未曽有の災禍とも言える新型コロナウイルス感染症の影響を受けて、デジタル文明への大転換が加速化している。銀行を訪ねる代わりにスマートフォンで金融サービスを利用し、飲食店やカフェでは従業員の代わりにキオスク(Kiosk)と呼ばれる端末で注文や決済を行う。在宅勤務や遠隔授業はすっかり日常化した。しかし、その一方では状況の急変による副作用も現われている。つまり高齢者やデジタル機器を使いこなせない者の「デジタル不慣れ」と「情報格差(デジタル・ディバイド)」の問題である。
韓国情報化振興院の実態調査によると、高齢層のデジタル活用力は一般人の約半分の51.6%にとどまり、70代は14.6%に過ぎなかった。また一般人のスマートフォン保有率が91.4%であるのに対し、高齢層は73.7%、そのうち70代以上は38.3%であった。
ソウル市は、高齢層のスマートフォン保有率を高めるとともに、新型コロナウイルス感染症の拡大に伴い深刻化している情報格差(デジタル・ディバイド)を解消する特別措置として、LGエレクトロニクスやKT M mobileなどと共同で「高齢者向けスマートフォン」を普及する。
※ 教育用ロボット「LIKU」を活用し、スマートフォンの使い方を学んでいる高齢者
さらに、デジタル教育エコシステムの造成にも拍車を掛ける。住民センターや福祉館など居住地近辺の生活SOC(社会的間接資本)を「デジタル学習の場」に選定して講師やサポーターズを配置する。スマートフォンの使い方はもちろん、交通や金融サービスなど日常生活に必要なデジタル活用力を育成する無料教育を実施する予定だ。また、新型コロナウイルス感染症が流行する中、ソーシャル・ディスタンシングを遵守しながら効果的な教育を行うため、非対面オンライン教育プラットフォームも構築する。さらに、飲食店での注文や列車の切符の購入などに必要なキオスクの利用にも慣れるため、「キオスク体験ゾーン」を11月までに46か所に造成する計画だ。
情報格差(デジタル・ディバイド)層の現状を正確に把握して実質的な政策を樹立するための実態調査も行う。文字のサイズを大きくしたり、画面のスリープ時間を延ばすなど、高齢者のデジタル活用力を高めるためのホームページやウェブサイトの開発にも力を入れる。
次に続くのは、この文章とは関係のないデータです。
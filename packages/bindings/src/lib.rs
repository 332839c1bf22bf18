use napi::Result as NapiResult;
use napi_derive::napi;
use serde::de::DeserializeOwned;
use serde::Serialize;

use microloan_core::applications::{
    prepare_submission, Application, CareerApplication, ContactMessage, LoanApplication,
};
use microloan_core::lending::product::LoanProduct;
use microloan_core::lending::quote::LoanQuoteInput;

/// Convert any Display error into a napi::Error.
fn to_napi_error(e: impl std::fmt::Display) -> napi::Error {
    napi::Error::from_reason(e.to_string())
}

fn parse<T: DeserializeOwned>(json: &str) -> NapiResult<T> {
    serde_json::from_str(json).map_err(to_napi_error)
}

fn render<T: Serialize>(value: &T) -> NapiResult<String> {
    serde_json::to_string(value).map_err(to_napi_error)
}

/// Product JSON is optional; an empty string means the published product.
fn parse_product(product_json: Option<String>) -> NapiResult<LoanProduct> {
    match product_json.as_deref().map(str::trim) {
        None | Some("") => Ok(LoanProduct::default()),
        Some(json) => {
            let product: LoanProduct = parse(json)?;
            product.validate().map_err(to_napi_error)?;
            Ok(product)
        }
    }
}

// ---------------------------------------------------------------------------
// Lending
// ---------------------------------------------------------------------------

/// Raw quote figures; all zero while the input is incomplete or out of range.
#[napi]
pub fn quote_loan(input_json: String, product_json: Option<String>) -> NapiResult<String> {
    let input: LoanQuoteInput = parse(&input_json)?;
    let product = parse_product(product_json)?;
    render(&microloan_core::lending::quote::quote_loan_with(&input, &product))
}

#[napi]
pub fn price_loan(input_json: String, product_json: Option<String>) -> NapiResult<String> {
    let input: LoanQuoteInput = parse(&input_json)?;
    let product = parse_product(product_json)?;
    let output =
        microloan_core::lending::quote::price_loan(&input, &product).map_err(to_napi_error)?;
    render(&output)
}

/// Schedule rows, or `null` while the quote is not ready.
#[napi]
pub fn repayment_schedule(
    input_json: String,
    product_json: Option<String>,
    round_dp: Option<u32>,
) -> NapiResult<String> {
    let input: LoanQuoteInput = parse(&input_json)?;
    let product = parse_product(product_json)?;
    let rows = microloan_core::lending::schedule::repayment_schedule(&input, &product).map(|rows| {
        match round_dp {
            Some(dp) => microloan_core::lending::schedule::round_schedule(&rows, dp),
            None => rows,
        }
    });
    render(&rows)
}

// ---------------------------------------------------------------------------
// Applications
// ---------------------------------------------------------------------------

fn prepare<A: Application + DeserializeOwned>(form_json: &str) -> NapiResult<String> {
    let form: A = parse(form_json)?;
    let submission = prepare_submission(&form).map_err(to_napi_error)?;
    render(&submission)
}

#[napi]
pub fn prepare_loan_application(form_json: String) -> NapiResult<String> {
    prepare::<LoanApplication>(&form_json)
}

#[napi]
pub fn prepare_career_application(form_json: String) -> NapiResult<String> {
    prepare::<CareerApplication>(&form_json)
}

#[napi]
pub fn prepare_contact_message(form_json: String) -> NapiResult<String> {
    prepare::<ContactMessage>(&form_json)
}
ソウル市は、このような内容を中心とした「新型コロナウイルス時代、デジタルに不慣れな人のいないソウルを作るデジタル活用力強化総合対策」を発表した。「人中心」という揺るがない価値観のもと、全世代がデジタル社会の普遍的な権利を享受できるよう包容的スマートシティのエコシステムを完成するという方針だ。
総合対策の主な内容は、①官民協力によって高齢者にデジタル社会の必需品であるスマートフォンを低価格で普及する。②オンラインおよびオフラインでのデジタル活用教育体制を構築して稼動する。③「キオスク体験ゾーン」などコンテンツ開発によるデジタル教育を充実させる。④情報格差(デジタル・ディバイド)の実態調査や、デジタルアクセスの標準を開発するなど制度的基盤を強化するなどである。